Acquisition of mutations is central to evolution; however, the detrimental effects of most mutations on protein folding and stability limit protein evolvability. Molecular chaperones, which suppress aggregation and facilitate polypeptide folding, may alleviate the effects of destabilizing mutations thus promoting sequence diversification. To illuminate how chaperones can influence protein evolution, we examined the effect of reduced activity of the chaperone Hsp90 on poliovirus evolution. We find that Hsp90 offsets evolutionary trade-offs between protein stability and aggregation. Lower chaperone levels favor variants of reduced hydrophobicity and protein aggregation propensity but at a cost to protein stability. Notably, reducing Hsp90 activity also promotes clusters of codon-deoptimized synonymous mutations at inter-domain boundaries, likely to facilitate cotranslational domain folding.
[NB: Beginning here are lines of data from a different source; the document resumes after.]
use std::path::PathBuf;

use anyhow::{Context, Result};
use clap::Parser;
use tokio::sync::mpsc;
use tracing::{info, warn};

use motion_stream::config::{DatasetKind, DeviceConfig, RunConfig};
use motion_stream::logging::init_logging;
use motion_stream::model::{build_model, Pretraining};
use motion_stream::training::data::{ClipSampling, FlowClipSource, SplitLists, TrainingFlowSource};
use motion_stream::training::{DataStreams, ModelHandle, MotionTrainer, TrainingEvent};

#[derive(Parser, Debug)]
#[command(name = "motion-stream")]
#[command(about = "Train and validate the optical-flow motion stream of a two-stream action recogniser", long_about = None)]
struct Cli {
    /// Configuration file (JSON, YAML or TOML); flags below override it
    #[arg(short, long)]
    config: Option<PathBuf>,

    /// Total number of epochs
    #[arg(long)]
    epochs: Option<usize>,

    /// Mini-batch size
    #[arg(long)]
    batch_size: Option<usize>,

    /// Initial learning rate
    #[arg(long)]
    lr: Option<f64>,

    /// Run a single validation pass and exit
    #[arg(long)]
    evaluate: bool,

    /// Weight initialisation: no, imagenet or transfer
    #[arg(long)]
    model: Option<String>,

    /// Weights of a network trained on another task (with --model transfer)
    #[arg(long)]
    transfer_path: Option<PathBuf>,

    /// ImageNet RGB weights (with --model imagenet)
    #[arg(long)]
    imagenet_weights: Option<PathBuf>,

    /// Checkpoint to resume from
    #[arg(long)]
    resume: Option<PathBuf>,

    /// Epoch to start from when not resuming
    #[arg(long)]
    start_epoch: Option<usize>,

    /// Dataset: UCF101 or HMDB51
    #[arg(long)]
    dataset: Option<String>,

    /// Directory for checkpoints, logs and prediction files
    #[arg(long)]
    output_dir: Option<PathBuf>,

    /// Root of the u/ and v/ flow image directories
    #[arg(long)]
    flow_dir: Option<PathBuf>,

    /// Directory with classInd.txt and the split lists
    #[arg(long)]
    split_dir: Option<PathBuf>,

    /// Split identifier, e.g. 01
    #[arg(long)]
    split: Option<String>,

    /// Compute device: cpu, cuda:N or metal:N
    #[arg(long)]
    device: Option<String>,

    /// Increase log verbosity (-v, -vv, -vvv)
    #[arg(short, long, action = clap::ArgAction::Count)]
    verbose: u8,

    /// Emit logs as JSON lines
    #[arg(long)]
    json_logs: bool,
}

impl Cli {
    /// Apply command-line overrides to the loaded configuration
    fn apply(&self, mut config: RunConfig) -> Result<RunConfig> {
        if let Some(epochs) = self.epochs {
            config.training.nb_epochs = epochs;
        }
        if let Some(batch_size) = self.batch_size {
            config.data.batch_size = batch_size;
        }
        if let Some(lr) = self.lr {
            config.training.optimizer.learning_rate = lr;
        }
        if self.evaluate {
            config.training.evaluate = true;
        }
        if let Some(mode) = &self.model {
            config.model.pretraining = Pretraining::resolve(
                mode,
                self.imagenet_weights.clone(),
                self.transfer_path.clone(),
            )?;
        }
        if let Some(resume) = &self.resume {
            config.training.checkpointing.resume_from_checkpoint = Some(resume.clone());
        }
        if let Some(start_epoch) = self.start_epoch {
            config.training.start_epoch = start_epoch;
        }
        if let Some(dataset) = &self.dataset {
            config.data.dataset = dataset.parse::<DatasetKind>()?;
        }
        if let Some(output_dir) = &self.output_dir {
            config.training.checkpointing.output_dir = output_dir.clone();
        }
        if let Some(flow_dir) = &self.flow_dir {
            config.data.flow_dir = flow_dir.clone();
        }
        if let Some(split_dir) = &self.split_dir {
            config.data.split_dir = split_dir.clone();
        }
        if let Some(split) = &self.split {
            config.data.split = split.clone();
        }
        if let Some(device) = &self.device {
            config.runtime.device = device.parse::<DeviceConfig>()?;
        }
        Ok(config)
    }
}

#[tokio::main]
async fn main() -> Result<()> {
    let cli = Cli::parse();
    init_logging(cli.verbose, cli.json_logs)?;

    let config = RunConfig::load(cli.config.as_deref()).context("Failed to load configuration")?;
    let config = cli.apply(config).context("Invalid command-line option")?.resolve();
    config.validate().context("Configuration validation failed")?;

    info!(
        dataset = %config.data.dataset,
        split = %config.data.split,
        pretraining = %config.model.pretraining,
        device = %config.runtime.device,
        epochs = config.training.nb_epochs,
        evaluate = config.training.evaluate,
        "Starting motion stream run"
    );

    let device = config.runtime.device.to_device().context("Failed to open device")?;
    let (var_map, model) =
        build_model(&config.model, &device).context("Failed to build the motion network")?;

    let splits = SplitLists::load(&config.data.split_dir, &config.data.split, config.data.dataset)
        .context("Failed to read the split lists")?;
    let train_source = FlowClipSource::new(
        &config.data,
        &splits.train,
        ClipSampling::RandomPerVideo,
        config.runtime.seed,
        config.runtime.num_workers,
        device.clone(),
    )
    .context("Failed to index training videos")?;
    let validation_source = FlowClipSource::new(
        &config.data,
        &splits.test,
        ClipSampling::EvenlySpaced {
            clips: config.data.clips_per_video,
        },
        config.runtime.seed,
        config.runtime.num_workers,
        device.clone(),
    )
    .context("Failed to index validation videos")?;

    let handle = ModelHandle {
        model: Box::new(model),
        var_map,
        device,
        model_type: config.model.pretraining.label().to_string(),
    };
    let streams = DataStreams {
        train: Box::new(TrainingFlowSource::new(train_source)),
        validation: Box::new(validation_source),
        ground_truth: splits.ground_truth(),
        zero_indexed: config.data.dataset.zero_indexed(),
    };

    let (tx, mut rx) = mpsc::unbounded_channel();
    let mut trainer = MotionTrainer::new(config.training.clone(), handle, streams)
        .context("Failed to set up the trainer")?
        .with_event_monitoring(tx);

    let monitor = tokio::spawn(async move {
        while let Some(event) = rx.recv().await {
            match event {
                TrainingEvent::EpochCompleted { summary } => info!(
                    epoch = summary.epoch,
                    train_loss = summary.train.loss,
                    train_top1 = summary.train.top1,
                    test_loss = summary.test.loss,
                    test_top1 = summary.test.top1,
                    is_best = summary.is_best,
                    lr = summary.learning_rate,
                    "Epoch complete"
                ),
                TrainingEvent::LearningRateReduced { epoch, old_lr, new_lr } => {
                    info!(epoch, old_lr, new_lr, "Learning rate reduced")
                }
                TrainingEvent::Error { error } => warn!(%error, "Run reported an error"),
                _ => {}
            }
        }
    });

    let result = trainer.run().await;
    drop(trainer);
    // the sender lives in the trainer, so the monitor ends once it is dropped
    let _ = monitor.await;
    let result = result.context("Run failed")?;

    match &result.final_validation {
        Some(video) => info!(
            top1 = video.top1,
            top5 = video.top5,
            loss = video.loss,
            videos = video.num_videos,
            best = result.final_state.best_score,
            duration = ?result.training_duration,
            "Finished"
        ),
        None => info!(best = result.final_state.best_score, "Finished without validation"),
    }
    if let Some(path) = &result.best_checkpoint_path {
        info!(path = %path.display(), "Best checkpoint");
    }
    Ok(())
}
Our results reveal how a chaperone can shape the sequence landscape at both the protein and RNA levels to harmonize competing constraints posed by protein stability, aggregation propensity, and translation rate on successful protein biogenesis.

Highlights

  • Acquisition of mutations is central to evolution; the detrimental effects of most mutations on protein folding and stability limit protein evolvability

  • Our results reveal that a key eukaryotic chaperone influences the sequence landscape of its client protein at both the protein and RNA levels, mediating the competing constraints posed by protein stability, aggregation propensity, and translation rate

  • To gain a better understanding of how Hsp[90] shapes virus evolution, we examined the diversity of poliovirus populations at unprecedented resolution using recent technological advancements in ultra-deep sequencing that provide a detailed description of the viral population mutation composition[24]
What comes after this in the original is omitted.